* [EXERCISE DESCRIPTION]:
In the entries that follow, find the word "Result" and report each line it is on.

*** Opening of EXCERPTED DATA ***

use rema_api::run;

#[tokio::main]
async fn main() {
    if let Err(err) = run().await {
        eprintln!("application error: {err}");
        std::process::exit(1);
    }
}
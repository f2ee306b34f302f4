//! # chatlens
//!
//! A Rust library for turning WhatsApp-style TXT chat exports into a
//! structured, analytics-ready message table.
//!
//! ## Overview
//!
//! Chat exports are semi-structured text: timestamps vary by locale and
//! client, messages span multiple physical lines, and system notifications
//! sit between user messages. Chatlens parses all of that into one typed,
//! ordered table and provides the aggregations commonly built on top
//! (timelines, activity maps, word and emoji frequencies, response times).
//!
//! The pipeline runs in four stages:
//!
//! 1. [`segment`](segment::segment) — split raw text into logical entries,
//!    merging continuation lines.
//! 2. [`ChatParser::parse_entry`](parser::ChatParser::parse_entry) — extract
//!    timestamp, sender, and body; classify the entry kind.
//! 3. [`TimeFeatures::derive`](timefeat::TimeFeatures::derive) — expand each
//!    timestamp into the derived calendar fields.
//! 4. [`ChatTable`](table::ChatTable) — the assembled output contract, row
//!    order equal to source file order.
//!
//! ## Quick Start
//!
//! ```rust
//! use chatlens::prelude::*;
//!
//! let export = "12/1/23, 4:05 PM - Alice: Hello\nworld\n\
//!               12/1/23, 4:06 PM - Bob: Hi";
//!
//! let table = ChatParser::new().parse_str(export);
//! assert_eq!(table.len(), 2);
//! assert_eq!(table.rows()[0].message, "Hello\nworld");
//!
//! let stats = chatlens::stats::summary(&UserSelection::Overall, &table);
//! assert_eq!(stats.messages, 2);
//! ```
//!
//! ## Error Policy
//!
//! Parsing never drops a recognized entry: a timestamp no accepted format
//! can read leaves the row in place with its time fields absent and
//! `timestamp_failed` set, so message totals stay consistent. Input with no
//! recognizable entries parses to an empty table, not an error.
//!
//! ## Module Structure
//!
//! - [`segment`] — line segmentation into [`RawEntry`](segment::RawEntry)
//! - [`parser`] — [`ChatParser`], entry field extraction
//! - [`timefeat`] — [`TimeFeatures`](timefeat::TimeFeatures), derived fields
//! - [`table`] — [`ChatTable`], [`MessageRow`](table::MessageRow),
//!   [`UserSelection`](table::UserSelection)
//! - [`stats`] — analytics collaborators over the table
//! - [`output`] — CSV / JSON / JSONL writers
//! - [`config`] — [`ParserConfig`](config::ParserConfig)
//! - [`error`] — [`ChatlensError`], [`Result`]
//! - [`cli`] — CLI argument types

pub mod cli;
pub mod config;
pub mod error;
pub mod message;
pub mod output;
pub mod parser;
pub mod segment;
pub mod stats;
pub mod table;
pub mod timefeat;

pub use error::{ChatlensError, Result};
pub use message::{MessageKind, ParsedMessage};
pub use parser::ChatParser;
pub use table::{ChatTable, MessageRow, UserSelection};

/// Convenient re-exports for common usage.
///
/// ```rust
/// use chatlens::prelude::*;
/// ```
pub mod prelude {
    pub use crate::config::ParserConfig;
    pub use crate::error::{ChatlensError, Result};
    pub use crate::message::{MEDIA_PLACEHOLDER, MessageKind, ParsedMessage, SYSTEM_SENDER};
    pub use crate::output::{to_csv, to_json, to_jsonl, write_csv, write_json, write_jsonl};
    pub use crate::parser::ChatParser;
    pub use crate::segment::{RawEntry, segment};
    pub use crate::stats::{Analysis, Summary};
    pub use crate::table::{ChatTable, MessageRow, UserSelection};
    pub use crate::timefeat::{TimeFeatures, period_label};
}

*** Close of EXCERPTED DATA ***
*** Opening of EXCERPTED DATA ***

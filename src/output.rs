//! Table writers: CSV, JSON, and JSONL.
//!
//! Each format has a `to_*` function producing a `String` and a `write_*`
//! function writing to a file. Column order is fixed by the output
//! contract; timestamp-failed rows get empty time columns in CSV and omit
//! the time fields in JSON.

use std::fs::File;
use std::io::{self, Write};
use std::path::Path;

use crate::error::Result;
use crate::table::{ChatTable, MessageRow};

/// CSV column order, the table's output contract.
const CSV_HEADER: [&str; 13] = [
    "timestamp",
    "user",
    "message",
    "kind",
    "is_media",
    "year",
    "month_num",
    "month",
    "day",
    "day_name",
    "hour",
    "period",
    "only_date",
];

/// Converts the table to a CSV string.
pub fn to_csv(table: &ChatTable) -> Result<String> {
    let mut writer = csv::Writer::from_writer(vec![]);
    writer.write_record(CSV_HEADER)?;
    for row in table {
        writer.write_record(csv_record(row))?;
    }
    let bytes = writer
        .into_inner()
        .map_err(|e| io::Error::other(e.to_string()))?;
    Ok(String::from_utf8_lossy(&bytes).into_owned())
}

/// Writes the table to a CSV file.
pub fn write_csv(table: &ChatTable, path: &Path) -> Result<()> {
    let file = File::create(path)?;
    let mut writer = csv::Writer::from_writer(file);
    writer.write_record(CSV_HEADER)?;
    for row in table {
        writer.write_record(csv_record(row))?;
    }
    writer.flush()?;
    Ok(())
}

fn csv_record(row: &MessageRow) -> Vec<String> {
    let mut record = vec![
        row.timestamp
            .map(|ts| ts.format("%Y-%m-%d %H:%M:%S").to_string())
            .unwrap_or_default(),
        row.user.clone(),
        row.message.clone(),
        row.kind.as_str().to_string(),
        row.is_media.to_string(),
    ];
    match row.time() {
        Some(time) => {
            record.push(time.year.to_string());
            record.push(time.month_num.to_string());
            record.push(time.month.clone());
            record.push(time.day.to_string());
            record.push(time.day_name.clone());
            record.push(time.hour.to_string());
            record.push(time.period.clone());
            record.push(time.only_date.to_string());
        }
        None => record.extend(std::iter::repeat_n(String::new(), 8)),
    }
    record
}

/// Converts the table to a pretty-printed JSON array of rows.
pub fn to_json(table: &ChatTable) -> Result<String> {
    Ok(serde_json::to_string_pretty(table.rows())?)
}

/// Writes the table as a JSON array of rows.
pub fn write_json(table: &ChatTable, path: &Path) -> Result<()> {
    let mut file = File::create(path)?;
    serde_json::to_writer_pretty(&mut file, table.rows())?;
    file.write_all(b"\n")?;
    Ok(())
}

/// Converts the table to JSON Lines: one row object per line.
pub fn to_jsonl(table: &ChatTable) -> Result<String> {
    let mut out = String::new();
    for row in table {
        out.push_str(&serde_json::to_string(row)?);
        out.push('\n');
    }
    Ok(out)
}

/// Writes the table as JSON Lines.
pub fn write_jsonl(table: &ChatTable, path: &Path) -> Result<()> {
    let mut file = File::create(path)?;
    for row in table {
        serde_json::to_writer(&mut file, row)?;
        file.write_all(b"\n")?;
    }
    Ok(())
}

*** Close of EXCERPTED DATA ***
*** Opening of EXCERPTED DATA ***

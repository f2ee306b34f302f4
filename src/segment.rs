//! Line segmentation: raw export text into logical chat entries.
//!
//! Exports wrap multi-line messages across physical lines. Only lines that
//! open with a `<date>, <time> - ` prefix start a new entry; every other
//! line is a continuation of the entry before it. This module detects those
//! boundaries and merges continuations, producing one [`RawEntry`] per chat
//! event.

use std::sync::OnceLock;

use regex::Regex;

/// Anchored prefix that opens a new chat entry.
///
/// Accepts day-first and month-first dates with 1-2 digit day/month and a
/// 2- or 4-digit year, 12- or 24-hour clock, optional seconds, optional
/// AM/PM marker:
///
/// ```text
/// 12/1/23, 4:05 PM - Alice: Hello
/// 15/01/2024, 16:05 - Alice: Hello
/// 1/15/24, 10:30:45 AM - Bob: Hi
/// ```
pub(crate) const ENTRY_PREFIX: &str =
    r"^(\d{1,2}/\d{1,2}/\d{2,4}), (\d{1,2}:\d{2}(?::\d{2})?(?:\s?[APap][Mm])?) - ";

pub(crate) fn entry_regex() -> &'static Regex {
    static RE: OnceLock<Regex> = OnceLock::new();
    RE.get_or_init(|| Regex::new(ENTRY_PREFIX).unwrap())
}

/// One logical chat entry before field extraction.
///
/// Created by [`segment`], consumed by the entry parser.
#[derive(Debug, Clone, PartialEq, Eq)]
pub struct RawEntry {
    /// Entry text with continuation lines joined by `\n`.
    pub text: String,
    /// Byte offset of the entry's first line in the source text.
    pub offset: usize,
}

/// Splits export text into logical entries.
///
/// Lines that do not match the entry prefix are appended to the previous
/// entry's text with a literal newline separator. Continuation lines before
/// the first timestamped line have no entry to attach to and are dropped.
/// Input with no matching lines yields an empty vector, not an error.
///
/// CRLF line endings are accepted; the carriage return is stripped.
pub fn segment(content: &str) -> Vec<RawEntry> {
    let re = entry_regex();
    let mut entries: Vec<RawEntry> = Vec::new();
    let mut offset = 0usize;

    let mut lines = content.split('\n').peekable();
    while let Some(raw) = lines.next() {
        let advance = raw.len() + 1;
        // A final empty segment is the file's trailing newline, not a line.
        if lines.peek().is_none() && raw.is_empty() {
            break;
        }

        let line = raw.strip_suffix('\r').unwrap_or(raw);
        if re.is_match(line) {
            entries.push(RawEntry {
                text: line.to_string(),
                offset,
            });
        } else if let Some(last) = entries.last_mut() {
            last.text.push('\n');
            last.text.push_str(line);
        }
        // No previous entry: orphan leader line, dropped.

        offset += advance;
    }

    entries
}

*** Close of EXCERPTED DATA ***

* [OUTPUT OF THE EXERCISE]:
//! - [`error`] — [`ChatlensError`], [`Result`]
pub use error::{ChatlensError, Result};
    pub use crate::error::{ChatlensError, Result};
use crate::error::Result;
pub fn to_csv(table: &ChatTable) -> Result<String> {
pub fn write_csv(table: &ChatTable, path: &Path) -> Result<()> {
pub fn to_json(table: &ChatTable) -> Result<String> {
pub fn write_json(table: &ChatTable, path: &Path) -> Result<()> {
pub fn to_jsonl(table: &ChatTable) -> Result<String> {
pub fn write_jsonl(table: &ChatTable, path: &Path) -> Result<()> {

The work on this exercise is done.